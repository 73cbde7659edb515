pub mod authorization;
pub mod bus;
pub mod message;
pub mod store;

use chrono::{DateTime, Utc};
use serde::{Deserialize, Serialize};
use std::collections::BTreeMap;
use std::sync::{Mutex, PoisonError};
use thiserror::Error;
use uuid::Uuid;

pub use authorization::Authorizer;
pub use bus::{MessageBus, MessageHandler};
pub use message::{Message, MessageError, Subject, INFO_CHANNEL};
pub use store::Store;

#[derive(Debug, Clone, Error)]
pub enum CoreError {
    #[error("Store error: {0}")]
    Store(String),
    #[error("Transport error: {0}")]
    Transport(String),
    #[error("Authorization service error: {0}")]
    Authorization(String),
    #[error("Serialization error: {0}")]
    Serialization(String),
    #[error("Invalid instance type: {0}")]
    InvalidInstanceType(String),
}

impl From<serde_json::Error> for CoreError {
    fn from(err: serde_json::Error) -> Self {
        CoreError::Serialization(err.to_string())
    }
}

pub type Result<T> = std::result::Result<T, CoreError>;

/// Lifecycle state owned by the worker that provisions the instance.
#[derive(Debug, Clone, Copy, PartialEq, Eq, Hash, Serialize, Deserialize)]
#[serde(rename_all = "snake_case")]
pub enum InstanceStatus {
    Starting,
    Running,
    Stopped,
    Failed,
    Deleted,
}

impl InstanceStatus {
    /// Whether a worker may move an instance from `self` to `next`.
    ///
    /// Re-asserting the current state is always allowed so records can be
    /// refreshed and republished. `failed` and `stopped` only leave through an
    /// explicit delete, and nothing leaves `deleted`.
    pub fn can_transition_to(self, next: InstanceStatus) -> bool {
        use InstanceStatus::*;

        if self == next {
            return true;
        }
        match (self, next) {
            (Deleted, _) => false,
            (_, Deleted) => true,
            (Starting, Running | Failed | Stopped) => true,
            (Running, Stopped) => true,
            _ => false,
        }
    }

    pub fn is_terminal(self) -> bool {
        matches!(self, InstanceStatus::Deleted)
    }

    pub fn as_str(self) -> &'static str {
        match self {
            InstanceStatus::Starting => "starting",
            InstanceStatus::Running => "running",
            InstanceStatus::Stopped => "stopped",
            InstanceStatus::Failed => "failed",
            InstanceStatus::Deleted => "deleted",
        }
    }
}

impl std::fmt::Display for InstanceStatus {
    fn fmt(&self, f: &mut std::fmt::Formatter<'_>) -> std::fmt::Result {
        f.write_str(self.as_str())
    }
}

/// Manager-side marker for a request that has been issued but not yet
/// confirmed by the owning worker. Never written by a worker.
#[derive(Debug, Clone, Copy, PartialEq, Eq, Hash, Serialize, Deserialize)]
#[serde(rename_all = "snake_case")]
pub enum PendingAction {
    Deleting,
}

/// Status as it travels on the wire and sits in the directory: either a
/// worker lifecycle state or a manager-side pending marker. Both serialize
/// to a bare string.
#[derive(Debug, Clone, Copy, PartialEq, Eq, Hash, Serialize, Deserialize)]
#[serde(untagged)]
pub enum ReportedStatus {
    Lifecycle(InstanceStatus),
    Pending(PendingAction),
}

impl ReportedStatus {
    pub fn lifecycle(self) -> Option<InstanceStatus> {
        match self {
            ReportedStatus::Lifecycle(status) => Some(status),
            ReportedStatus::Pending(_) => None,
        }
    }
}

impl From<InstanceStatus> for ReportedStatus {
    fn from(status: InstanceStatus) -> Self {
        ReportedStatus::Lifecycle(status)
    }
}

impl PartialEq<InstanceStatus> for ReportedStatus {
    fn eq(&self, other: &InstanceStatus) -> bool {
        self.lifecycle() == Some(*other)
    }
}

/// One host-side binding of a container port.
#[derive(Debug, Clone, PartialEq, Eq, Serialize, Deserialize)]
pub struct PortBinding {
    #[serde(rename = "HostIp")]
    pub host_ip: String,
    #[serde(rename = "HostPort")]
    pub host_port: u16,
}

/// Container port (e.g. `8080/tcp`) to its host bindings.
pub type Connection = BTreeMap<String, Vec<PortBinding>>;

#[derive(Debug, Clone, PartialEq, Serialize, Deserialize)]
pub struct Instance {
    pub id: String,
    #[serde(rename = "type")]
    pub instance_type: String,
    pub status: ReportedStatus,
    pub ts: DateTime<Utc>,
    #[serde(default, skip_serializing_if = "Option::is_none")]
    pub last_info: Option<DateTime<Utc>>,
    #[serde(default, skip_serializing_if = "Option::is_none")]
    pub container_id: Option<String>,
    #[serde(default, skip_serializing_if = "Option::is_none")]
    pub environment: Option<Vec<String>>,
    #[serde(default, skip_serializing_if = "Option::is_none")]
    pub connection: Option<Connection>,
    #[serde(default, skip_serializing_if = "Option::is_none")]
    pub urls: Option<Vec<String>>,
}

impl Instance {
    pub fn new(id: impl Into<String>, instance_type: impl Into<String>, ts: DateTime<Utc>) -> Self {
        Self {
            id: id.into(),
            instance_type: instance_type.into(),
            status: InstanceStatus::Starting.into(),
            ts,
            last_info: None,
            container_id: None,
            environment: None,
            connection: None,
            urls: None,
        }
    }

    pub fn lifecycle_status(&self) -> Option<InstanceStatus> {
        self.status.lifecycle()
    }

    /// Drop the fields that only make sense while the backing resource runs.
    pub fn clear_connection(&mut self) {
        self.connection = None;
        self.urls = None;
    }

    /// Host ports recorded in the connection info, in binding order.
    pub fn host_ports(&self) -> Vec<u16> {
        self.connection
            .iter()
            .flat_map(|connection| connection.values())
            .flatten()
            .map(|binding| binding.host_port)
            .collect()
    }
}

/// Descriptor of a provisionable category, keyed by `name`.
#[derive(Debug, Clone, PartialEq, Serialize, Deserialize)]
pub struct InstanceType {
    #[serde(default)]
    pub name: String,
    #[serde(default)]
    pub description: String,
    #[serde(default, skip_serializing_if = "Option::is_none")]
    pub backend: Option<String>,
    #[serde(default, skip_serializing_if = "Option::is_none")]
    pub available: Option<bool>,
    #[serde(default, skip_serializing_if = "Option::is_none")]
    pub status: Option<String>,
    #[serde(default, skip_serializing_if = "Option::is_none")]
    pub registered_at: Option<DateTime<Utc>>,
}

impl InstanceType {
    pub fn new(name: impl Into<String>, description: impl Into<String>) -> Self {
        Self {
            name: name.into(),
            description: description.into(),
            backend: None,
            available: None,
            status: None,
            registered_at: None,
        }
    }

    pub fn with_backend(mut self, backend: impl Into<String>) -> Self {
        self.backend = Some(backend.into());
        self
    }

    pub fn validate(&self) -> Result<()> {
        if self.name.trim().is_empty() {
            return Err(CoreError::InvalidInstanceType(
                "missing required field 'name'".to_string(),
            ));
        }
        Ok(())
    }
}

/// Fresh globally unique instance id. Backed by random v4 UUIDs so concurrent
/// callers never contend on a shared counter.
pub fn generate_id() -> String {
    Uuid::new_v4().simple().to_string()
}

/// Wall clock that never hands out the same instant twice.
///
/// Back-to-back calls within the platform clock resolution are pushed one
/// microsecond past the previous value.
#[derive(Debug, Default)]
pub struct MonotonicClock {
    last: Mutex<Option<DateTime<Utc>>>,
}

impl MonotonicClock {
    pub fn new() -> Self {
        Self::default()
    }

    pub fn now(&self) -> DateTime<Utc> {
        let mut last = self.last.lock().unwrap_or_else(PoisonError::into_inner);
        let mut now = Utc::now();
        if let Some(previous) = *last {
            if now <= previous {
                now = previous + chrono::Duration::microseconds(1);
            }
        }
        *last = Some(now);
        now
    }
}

----------

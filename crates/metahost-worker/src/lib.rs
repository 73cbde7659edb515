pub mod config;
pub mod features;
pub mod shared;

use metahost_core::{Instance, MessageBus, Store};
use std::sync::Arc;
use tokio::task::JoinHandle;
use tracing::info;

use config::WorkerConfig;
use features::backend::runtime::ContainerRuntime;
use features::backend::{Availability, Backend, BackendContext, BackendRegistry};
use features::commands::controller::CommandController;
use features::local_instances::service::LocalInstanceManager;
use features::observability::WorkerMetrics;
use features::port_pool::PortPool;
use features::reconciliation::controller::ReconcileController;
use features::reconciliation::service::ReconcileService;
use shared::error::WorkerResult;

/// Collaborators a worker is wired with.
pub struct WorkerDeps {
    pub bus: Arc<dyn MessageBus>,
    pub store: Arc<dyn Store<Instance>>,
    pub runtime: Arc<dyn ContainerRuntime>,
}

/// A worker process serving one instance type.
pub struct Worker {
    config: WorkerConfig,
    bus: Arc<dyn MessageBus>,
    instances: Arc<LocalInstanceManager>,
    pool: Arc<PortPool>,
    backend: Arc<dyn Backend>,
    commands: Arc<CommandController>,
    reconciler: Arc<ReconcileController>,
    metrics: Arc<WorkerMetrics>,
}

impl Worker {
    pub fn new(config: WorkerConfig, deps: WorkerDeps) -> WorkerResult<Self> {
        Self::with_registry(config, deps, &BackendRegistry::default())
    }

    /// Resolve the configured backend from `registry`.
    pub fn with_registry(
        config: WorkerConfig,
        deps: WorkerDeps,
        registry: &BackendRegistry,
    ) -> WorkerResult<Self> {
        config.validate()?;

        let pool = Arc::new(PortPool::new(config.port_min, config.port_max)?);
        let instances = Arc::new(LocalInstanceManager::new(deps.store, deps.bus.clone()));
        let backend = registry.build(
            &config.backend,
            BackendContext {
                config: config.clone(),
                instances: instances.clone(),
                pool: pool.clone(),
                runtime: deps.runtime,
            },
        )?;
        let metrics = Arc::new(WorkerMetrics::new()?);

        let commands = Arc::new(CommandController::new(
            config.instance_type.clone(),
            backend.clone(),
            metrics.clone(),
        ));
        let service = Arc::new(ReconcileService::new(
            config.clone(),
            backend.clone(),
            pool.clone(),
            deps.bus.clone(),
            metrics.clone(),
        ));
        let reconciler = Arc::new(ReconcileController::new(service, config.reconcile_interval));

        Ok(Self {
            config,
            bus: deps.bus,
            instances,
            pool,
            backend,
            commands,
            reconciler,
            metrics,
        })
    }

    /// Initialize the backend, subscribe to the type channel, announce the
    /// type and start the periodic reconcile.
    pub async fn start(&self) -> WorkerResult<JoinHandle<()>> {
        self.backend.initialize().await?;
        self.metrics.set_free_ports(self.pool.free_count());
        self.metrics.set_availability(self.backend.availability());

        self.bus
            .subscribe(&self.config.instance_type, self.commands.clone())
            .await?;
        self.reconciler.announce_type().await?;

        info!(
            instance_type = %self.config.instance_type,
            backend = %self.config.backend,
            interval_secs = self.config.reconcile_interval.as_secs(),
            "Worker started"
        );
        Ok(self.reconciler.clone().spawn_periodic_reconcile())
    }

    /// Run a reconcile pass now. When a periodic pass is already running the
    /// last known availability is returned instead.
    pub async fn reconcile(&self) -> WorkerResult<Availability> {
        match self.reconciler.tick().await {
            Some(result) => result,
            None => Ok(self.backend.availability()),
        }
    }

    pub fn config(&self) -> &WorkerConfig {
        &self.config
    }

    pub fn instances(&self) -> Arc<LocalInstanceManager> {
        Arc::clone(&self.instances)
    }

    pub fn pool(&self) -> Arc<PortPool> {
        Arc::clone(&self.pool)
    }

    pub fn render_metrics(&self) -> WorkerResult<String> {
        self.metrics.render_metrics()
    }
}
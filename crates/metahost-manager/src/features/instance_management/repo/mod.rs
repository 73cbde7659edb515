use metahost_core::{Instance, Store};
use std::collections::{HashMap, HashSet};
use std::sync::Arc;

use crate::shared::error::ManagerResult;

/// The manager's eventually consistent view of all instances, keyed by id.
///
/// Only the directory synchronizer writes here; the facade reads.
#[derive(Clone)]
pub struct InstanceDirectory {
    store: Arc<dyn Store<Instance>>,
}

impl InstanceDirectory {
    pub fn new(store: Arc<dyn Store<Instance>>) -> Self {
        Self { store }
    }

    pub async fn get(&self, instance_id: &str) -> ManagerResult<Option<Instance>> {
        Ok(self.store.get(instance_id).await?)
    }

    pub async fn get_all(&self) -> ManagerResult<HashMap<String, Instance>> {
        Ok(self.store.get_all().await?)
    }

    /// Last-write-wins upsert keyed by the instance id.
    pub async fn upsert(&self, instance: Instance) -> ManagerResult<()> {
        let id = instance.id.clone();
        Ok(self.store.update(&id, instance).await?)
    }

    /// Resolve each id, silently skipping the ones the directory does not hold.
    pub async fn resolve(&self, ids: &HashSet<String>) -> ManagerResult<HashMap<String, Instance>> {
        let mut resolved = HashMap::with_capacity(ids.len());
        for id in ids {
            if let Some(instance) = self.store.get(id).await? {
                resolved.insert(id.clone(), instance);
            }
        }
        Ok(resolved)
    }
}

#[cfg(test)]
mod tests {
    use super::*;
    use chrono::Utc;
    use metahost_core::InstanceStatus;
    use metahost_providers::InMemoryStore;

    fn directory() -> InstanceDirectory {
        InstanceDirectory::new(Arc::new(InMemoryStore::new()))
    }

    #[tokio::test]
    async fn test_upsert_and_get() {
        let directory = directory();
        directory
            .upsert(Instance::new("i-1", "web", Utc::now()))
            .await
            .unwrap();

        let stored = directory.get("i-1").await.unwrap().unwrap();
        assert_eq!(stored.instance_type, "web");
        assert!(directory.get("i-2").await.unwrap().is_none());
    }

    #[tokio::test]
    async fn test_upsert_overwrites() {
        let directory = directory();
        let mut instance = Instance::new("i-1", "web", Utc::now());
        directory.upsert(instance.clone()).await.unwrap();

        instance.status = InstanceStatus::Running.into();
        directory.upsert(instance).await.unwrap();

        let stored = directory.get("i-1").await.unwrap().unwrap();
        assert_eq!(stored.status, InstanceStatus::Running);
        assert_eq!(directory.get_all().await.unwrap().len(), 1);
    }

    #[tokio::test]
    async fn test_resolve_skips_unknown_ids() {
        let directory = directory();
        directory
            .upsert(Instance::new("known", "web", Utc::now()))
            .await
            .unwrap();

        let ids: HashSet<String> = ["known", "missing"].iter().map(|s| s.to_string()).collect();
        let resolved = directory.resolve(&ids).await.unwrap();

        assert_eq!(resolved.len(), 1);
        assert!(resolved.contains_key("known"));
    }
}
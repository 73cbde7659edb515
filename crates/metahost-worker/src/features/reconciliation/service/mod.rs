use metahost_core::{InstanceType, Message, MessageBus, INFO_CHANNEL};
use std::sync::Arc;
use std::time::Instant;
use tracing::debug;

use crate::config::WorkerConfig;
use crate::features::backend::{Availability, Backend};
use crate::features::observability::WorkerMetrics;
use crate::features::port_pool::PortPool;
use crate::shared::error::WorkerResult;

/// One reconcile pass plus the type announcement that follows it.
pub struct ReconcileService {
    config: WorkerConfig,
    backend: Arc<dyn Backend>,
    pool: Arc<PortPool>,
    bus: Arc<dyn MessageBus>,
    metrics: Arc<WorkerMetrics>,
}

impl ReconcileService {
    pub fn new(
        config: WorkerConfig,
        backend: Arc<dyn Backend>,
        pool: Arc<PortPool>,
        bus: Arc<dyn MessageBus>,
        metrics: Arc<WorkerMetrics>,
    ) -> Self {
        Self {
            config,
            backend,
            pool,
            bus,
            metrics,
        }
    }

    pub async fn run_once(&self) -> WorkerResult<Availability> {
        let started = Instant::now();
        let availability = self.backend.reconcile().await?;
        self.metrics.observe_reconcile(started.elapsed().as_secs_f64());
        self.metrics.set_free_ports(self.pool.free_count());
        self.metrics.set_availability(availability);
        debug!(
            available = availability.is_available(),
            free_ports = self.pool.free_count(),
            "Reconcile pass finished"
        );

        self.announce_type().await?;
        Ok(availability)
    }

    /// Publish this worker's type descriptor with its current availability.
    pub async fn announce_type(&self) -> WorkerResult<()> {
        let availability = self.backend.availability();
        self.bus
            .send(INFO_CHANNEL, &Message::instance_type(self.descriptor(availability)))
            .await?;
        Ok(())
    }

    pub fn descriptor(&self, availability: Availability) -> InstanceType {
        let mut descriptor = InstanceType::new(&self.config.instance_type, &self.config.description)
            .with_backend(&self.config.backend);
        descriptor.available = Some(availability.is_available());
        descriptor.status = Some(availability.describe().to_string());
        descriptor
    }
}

----------

• TO DO
Scan the data above for the string "chrono". Copy every line in which it appears.

• ANSWER AREA
use chrono::{DateTime, Utc};
                now = previous + chrono::Duration::microseconds(1);
    use chrono::Utc;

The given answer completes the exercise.